When all of these parameters are synchronized, IntensiQuench provides a unique microstructure of packaged, or packed, martensite having very high dislocation densities, a super-strengthened layer of compressive stress and low part distortion-all using lower alloy steel.

Another driver for adopting intensive water quenching is the elimination of oil quenching and the various associated hazards. Because IntensiQuench uses water and not oil, it offers the manufacturer the flexibility to place the heat-treating operation in line with the machining and grinding operations on the production floor within a manufacturing/machining cell. It is no longer necessary to batch carburize parts using long cycles and oil quench the parts to provide surface compressive stresses and a properly toughened core. Plug quenching can be eliminated because IntensiQuench builds the "die" on the outside of the part during the intensive part of the quench cycle.

Parts that have been processed using intensive water quenching



With the exception of Kobasko's ongoing work, there has been no other comprehensive and quantitative work on this process.
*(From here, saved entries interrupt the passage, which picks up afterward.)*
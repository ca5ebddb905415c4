use crate::errors::{AppError, AppResult};
use serde::de::DeserializeOwned;
use serde::{Deserialize, Deserializer, Serialize};
use serde_json::{Map, Value};
use std::sync::Arc;

#[derive(Debug, Clone, Copy, PartialEq, Eq, Hash, Serialize, Deserialize)]
#[serde(rename_all = "lowercase")]
pub enum AssetType {
    File,
    Directory,
    #[serde(rename = "assetgroup")]
    AssetGroup,
    Filter,
}

impl AssetType {
    pub fn as_str(self) -> &'static str {
        match self {
            Self::File => "file",
            Self::Directory => "directory",
            Self::AssetGroup => "assetgroup",
            Self::Filter => "filter",
        }
    }
}

/// One handler's extension record on an asset. Everything besides `id` is
/// handler specific and kept as raw JSON.
#[derive(Debug, Clone, Default, PartialEq, Serialize, Deserialize)]
pub struct HandlerMetadata {
    #[serde(default, skip_serializing_if = "Option::is_none")]
    pub id: Option<String>,
    #[serde(flatten)]
    pub fields: Map<String, Value>,
}

impl HandlerMetadata {
    pub fn new(id: impl Into<String>) -> Self {
        Self {
            id: Some(id.into()),
            fields: Map::new(),
        }
    }

    pub fn with_field(mut self, key: impl Into<String>, value: Value) -> Self {
        self.fields.insert(key.into(), value);
        self
    }

    pub fn field(&self, key: &str) -> Option<&Value> {
        self.fields.get(key)
    }

    /// Only a literal `false` excludes; a missing or non-boolean flag counts as included.
    pub fn is_excluded(&self) -> bool {
        matches!(self.fields.get("include"), Some(Value::Bool(false)))
    }
}

#[derive(Debug, Clone, Default, PartialEq, Eq, Serialize, Deserialize)]
#[serde(default, rename_all = "camelCase")]
pub struct Note {
    pub id: String,
    pub author: String,
    pub content: String,
    pub updated: String,
}

/// Kind given to dependency entries that do not declare one.
pub const GENERIC_KIND: &str = "generic";

#[derive(Debug, Clone, PartialEq, Eq, Hash, Serialize, Deserialize)]
#[serde(from = "String", into = "String")]
pub enum DependencyKind {
    Library,
    Data,
    Figure,
    Other(String),
}

impl DependencyKind {
    pub fn as_str(&self) -> &str {
        match self {
            Self::Library => "library",
            Self::Data => "data",
            Self::Figure => "figure",
            Self::Other(value) => value.as_str(),
        }
    }

    /// Tag carried by projected graph nodes for this kind.
    pub fn type_tag(&self) -> &str {
        match self {
            Self::Library => "dependency",
            other => other.as_str(),
        }
    }
}

impl Default for DependencyKind {
    fn default() -> Self {
        Self::Other(GENERIC_KIND.to_string())
    }
}

impl From<String> for DependencyKind {
    fn from(value: String) -> Self {
        match value.to_ascii_lowercase().as_str() {
            "library" | "dependency" => Self::Library,
            "data" => Self::Data,
            "figure" => Self::Figure,
            _ => Self::Other(value),
        }
    }
}

impl From<DependencyKind> for String {
    fn from(value: DependencyKind) -> Self {
        value.as_str().to_string()
    }
}

#[derive(Debug, Clone, Copy, PartialEq, Eq, Hash, Serialize, Deserialize)]
#[serde(rename_all = "lowercase")]
pub enum Direction {
    Input,
    Output,
}

impl Direction {
    pub fn as_str(self) -> &'static str {
        match self {
            Self::Input => "input",
            Self::Output => "output",
        }
    }

    /// Case-insensitive parse; anything other than input/output is `None`.
    pub fn parse(value: &str) -> Option<Self> {
        match value.trim().to_ascii_lowercase().as_str() {
            "input" => Some(Self::Input),
            "output" => Some(Self::Output),
            _ => None,
        }
    }
}

fn lenient_direction<'de, D>(deserializer: D) -> Result<Option<Direction>, D::Error>
where
    D: Deserializer<'de>,
{
    Ok(match Option::<Value>::deserialize(deserializer)? {
        None | Some(Value::Null) => None,
        Some(raw) => {
            let direction = raw.as_str().and_then(Direction::parse);
            if direction.is_none() {
                tracing::warn!(direction = %raw, "ignoring unrecognized dependency direction");
            }
            direction
        }
    })
}

/// A relationship declared by an asset towards another asset or an external library.
#[derive(Debug, Clone, PartialEq, Serialize, Deserialize)]
#[serde(rename_all = "camelCase")]
pub struct AssetDependency {
    #[serde(default)]
    pub id: String,
    #[serde(default, skip_serializing_if = "Option::is_none")]
    pub name: Option<String>,
    #[serde(default)]
    pub kind: DependencyKind,
    #[serde(
        default,
        deserialize_with = "lenient_direction",
        skip_serializing_if = "Option::is_none"
    )]
    pub direction: Option<Direction>,
}

impl AssetDependency {
    pub fn new(id: impl Into<String>, kind: DependencyKind) -> Self {
        Self {
            id: id.into(),
            name: None,
            kind,
            direction: None,
        }
    }

    pub fn with_direction(mut self, direction: Direction) -> Self {
        self.direction = Some(direction);
        self
    }

    pub fn with_name(mut self, name: impl Into<String>) -> Self {
        self.name = Some(name.into());
        self
    }
}

/// A file, directory, asset group or saved filter.
///
/// `children` is `None` for both an absent and a null collection. Child nodes
/// sit behind `Arc` so filtered copies can share untouched subtrees.
#[derive(Debug, Clone, Default, PartialEq, Serialize, Deserialize)]
#[serde(rename_all = "camelCase")]
pub struct AssetNode {
    #[serde(default)]
    pub uri: String,
    #[serde(default, rename = "type", skip_serializing_if = "Option::is_none")]
    pub asset_type: Option<AssetType>,
    #[serde(default, skip_serializing_if = "Option::is_none")]
    pub metadata: Option<Vec<Option<HandlerMetadata>>>,
    #[serde(default, skip_serializing_if = "Option::is_none")]
    pub notes: Option<Vec<Note>>,
    #[serde(default, skip_serializing_if = "Option::is_none")]
    pub dependencies: Option<Vec<AssetDependency>>,
    #[serde(default, skip_serializing_if = "Option::is_none")]
    pub children: Option<Vec<Arc<AssetNode>>>,
    #[serde(flatten)]
    pub extra: Map<String, Value>,
}

impl AssetNode {
    pub fn new(uri: impl Into<String>) -> Self {
        let mut node = Self::default();
        node.uri = uri.into();
        node
    }

    pub fn with_type(mut self, asset_type: AssetType) -> Self {
        self.asset_type = Some(asset_type);
        self
    }

    pub fn with_metadata(mut self, entry: HandlerMetadata) -> Self {
        self.metadata.get_or_insert_with(Vec::new).push(Some(entry));
        self
    }

    pub fn with_note(mut self, note: Note) -> Self {
        self.notes.get_or_insert_with(Vec::new).push(note);
        self
    }

    pub fn with_dependency(mut self, dependency: AssetDependency) -> Self {
        self.dependencies.get_or_insert_with(Vec::new).push(dependency);
        self
    }

    pub fn with_children(mut self, children: Vec<AssetNode>) -> Self {
        self.children = Some(children.into_iter().map(Arc::new).collect());
        self
    }

    pub fn with_extra(mut self, key: impl Into<String>, value: Value) -> Self {
        self.extra.insert(key.into(), value);
        self
    }

    /// An empty uri marks a placeholder node that no lookup can match.
    pub fn has_uri(&self) -> bool {
        !self.uri.is_empty()
    }

    pub fn child_nodes(&self) -> &[Arc<AssetNode>] {
        self.children.as_deref().unwrap_or(&[])
    }

    /// Copy of this node carrying every field except `children`, which is replaced.
    pub fn with_replaced_children(&self, children: Option<Vec<Arc<AssetNode>>>) -> Self {
        Self {
            uri: self.uri.clone(),
            asset_type: self.asset_type,
            metadata: self.metadata.clone(),
            notes: self.notes.clone(),
            dependencies: self.dependencies.clone(),
            children,
            extra: self.extra.clone(),
        }
    }
}

impl Drop for AssetNode {
    // Unlinks uniquely owned descendants onto a work-list so deep chains
    // are released without one stack frame per level.
    fn drop(&mut self) {
        let Some(mut pending) = self.children.take() else {
            return;
        };
        while let Some(child) = pending.pop() {
            if let Ok(mut node) = Arc::try_unwrap(child) {
                if let Some(grandchildren) = node.children.take() {
                    pending.extend(grandchildren);
                }
            }
        }
    }
}

/// Builds an asset tree from untrusted JSON. Shape errors such as a
/// non-array `children` surface as [`AppError::MalformedTree`]. Nesting depth
/// is not limited.
pub fn parse_asset_tree(value: Value) -> AppResult<Arc<AssetNode>> {
    AssetNode::deserialize(serde_stacker::Deserializer::new(value))
        .map(Arc::new)
        .map_err(|error| AppError::MalformedTree(error.to_string()))
}

pub fn parse_asset_tree_str(raw: &str) -> AppResult<Arc<AssetNode>> {
    from_json_slice::<AssetNode>(raw.as_bytes())
        .map(Arc::new)
        .map_err(|error| AppError::MalformedTree(error.to_string()))
}

/// `serde_json::from_slice` without the recursion limit; the stack grows on
/// demand while descending.
pub(crate) fn from_json_slice<T: DeserializeOwned>(bytes: &[u8]) -> serde_json::Result<T> {
    let mut deserializer = serde_json::Deserializer::from_slice(bytes);
    deserializer.disable_recursion_limit();
    let value = T::deserialize(serde_stacker::Deserializer::new(&mut deserializer))?;
    deserializer.end()?;
    Ok(value)
}

#[derive(Debug, Clone, Copy, PartialEq, Eq, Hash, Serialize, Deserialize)]
#[serde(rename_all = "camelCase")]
pub enum NodeCategory {
    Python,
    R,
    Sas,
    Stata,
    Library,
    Data,
    Figure,
    Generic,
}

const ICON_PATH: &str = "image://./images/";

impl NodeCategory {
    pub fn from_type_tag(tag: &str) -> Self {
        match tag {
            "python" => Self::Python,
            "r" => Self::R,
            "sas" => Self::Sas,
            "stata" => Self::Stata,
            "dependency" => Self::Library,
            "data" => Self::Data,
            "figure" => Self::Figure,
            _ => Self::Generic,
        }
    }

    pub fn icon(self) -> String {
        let file = match self {
            Self::Python => "python.svg",
            Self::R => "r.svg",
            Self::Sas => "sas.svg",
            Self::Stata => "stata.png",
            Self::Library => "library.svg",
            Self::Data => "data.svg",
            Self::Figure => "figure.svg",
            Self::Generic => "generic.svg",
        };
        format!("{ICON_PATH}{file}")
    }
}

#[derive(Debug, Clone, PartialEq, Eq, Serialize, Deserialize)]
#[serde(rename_all = "camelCase")]
pub struct GraphNode {
    pub id: String,
    pub name: String,
    pub full_name: String,
    pub value: String,
    pub category: NodeCategory,
    pub symbol: String,
    #[serde(default, skip_serializing_if = "Option::is_none")]
    pub direction: Option<Direction>,
}

impl GraphNode {
    pub fn tooltip(&self) -> String {
        match self.direction {
            Some(direction) => format!(
                "<b>Direction</b>: {}<br/><b>Name</b>: {}",
                direction.as_str(),
                self.full_name
            ),
            None => self.full_name.clone(),
        }
    }
}

#[derive(Debug, Clone, PartialEq, Eq, Serialize, Deserialize)]
#[serde(rename_all = "camelCase")]
pub struct GraphLink {
    pub source: String,
    pub target: String,
}

impl GraphLink {
    pub fn tooltip(&self) -> String {
        format!("<b>Source</b>: {}<br/><b>Target</b>: {}", self.source, self.target)
    }
}

#[derive(Debug, Clone, Default, PartialEq, Eq, Serialize, Deserialize)]
#[serde(rename_all = "camelCase")]
pub struct DependencyGraph {
    pub nodes: Vec<GraphNode>,
    pub links: Vec<GraphLink>,
}

#[derive(Debug, Clone, PartialEq, Eq, Serialize, Deserialize)]
#[serde(rename_all = "camelCase")]
pub struct DependencyFilterOption {
    pub kind: DependencyKind,
    pub enabled: bool,
}

/// Dependency kinds offered to the graph, each toggled on or off.
#[derive(Debug, Clone, Default, PartialEq, Eq, Serialize, Deserialize)]
#[serde(rename_all = "camelCase")]
pub struct DependencyFilter {
    pub options: Vec<DependencyFilterOption>,
}

impl DependencyFilter {
    pub fn from_kinds(kinds: impl IntoIterator<Item = DependencyKind>) -> Self {
        let mut filter = Self::default();
        for kind in kinds {
            filter.set_enabled(kind, true);
        }
        filter
    }

    pub fn allows(&self, kind: &DependencyKind) -> bool {
        self.options
            .iter()
            .any(|option| option.enabled && &option.kind == kind)
    }

    pub fn set_enabled(&mut self, kind: DependencyKind, enabled: bool) {
        match self.options.iter_mut().find(|option| option.kind == kind) {
            Some(option) => option.enabled = enabled,
            None => self.options.push(DependencyFilterOption { kind, enabled }),
        }
    }

    pub fn enabled_kinds(&self) -> Vec<&DependencyKind> {
        self.options
            .iter()
            .filter(|option| option.enabled)
            .map(|option| &option.kind)
            .collect()
    }
}

#[derive(Debug, Clone, PartialEq, Eq, Serialize, Deserialize)]
#[serde(rename_all = "camelCase")]
pub struct AssetNoteRecord {
    pub uri: String,
    #[serde(flatten)]
    pub note: Note,
}

#[derive(Debug, Clone, Copy, PartialEq, Eq, Serialize, Deserialize)]
pub enum NoteSource {
    Project,
    Asset,
}

#[derive(Debug, Clone, PartialEq, Eq, Serialize, Deserialize)]
#[serde(rename_all = "camelCase")]
pub struct NoteFeedEntry {
    #[serde(rename = "type")]
    pub source: NoteSource,
    #[serde(default, skip_serializing_if = "Option::is_none")]
    pub uri: Option<String>,
    pub updated: String,
    pub author: String,
    pub content: String,
}

#[derive(Debug, Clone, Default, PartialEq, Serialize, Deserialize)]
#[serde(rename_all = "camelCase")]
pub struct ProjectListEntry {
    #[serde(default)]
    pub id: String,
    #[serde(default)]
    pub favorite: bool,
    #[serde(default, skip_serializing_if = "Option::is_none")]
    pub last_accessed: Option<String>,
    #[serde(default)]
    pub path: String,
    #[serde(flatten)]
    pub extra: Map<String, Value>,
}

#[derive(Debug, Clone, Default, PartialEq, Serialize, Deserialize)]
#[serde(rename_all = "camelCase")]
pub struct Project {
    #[serde(default)]
    pub id: String,
    #[serde(default, skip_serializing_if = "Option::is_none")]
    pub name: Option<String>,
    #[serde(default)]
    pub tags: Vec<String>,
    #[serde(default, skip_serializing_if = "Option::is_none")]
    pub notes: Option<Vec<Note>>,
    #[serde(default, skip_serializing_if = "Option::is_none")]
    pub assets: Option<Arc<AssetNode>>,
    #[serde(flatten)]
    pub extra: Map<String, Value>,
}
Considering Kobasko's definition of intensive quenching as "Those processes that yield maximum surface compressive stresses? many of the earlier processes either may not have been intensive, or they may not have yielded maximum surface compressive stresses. Currently, as a computer simulation process, Intensi-Quench has been developed to aid in the design of intensive-quench systems that yield optimum results. It is likely that as intensive quenching becomes better understood and with the use of appropriately design systems, many oil-quenching processes, such as carburizing, could be replaced with intensive water quenching processes.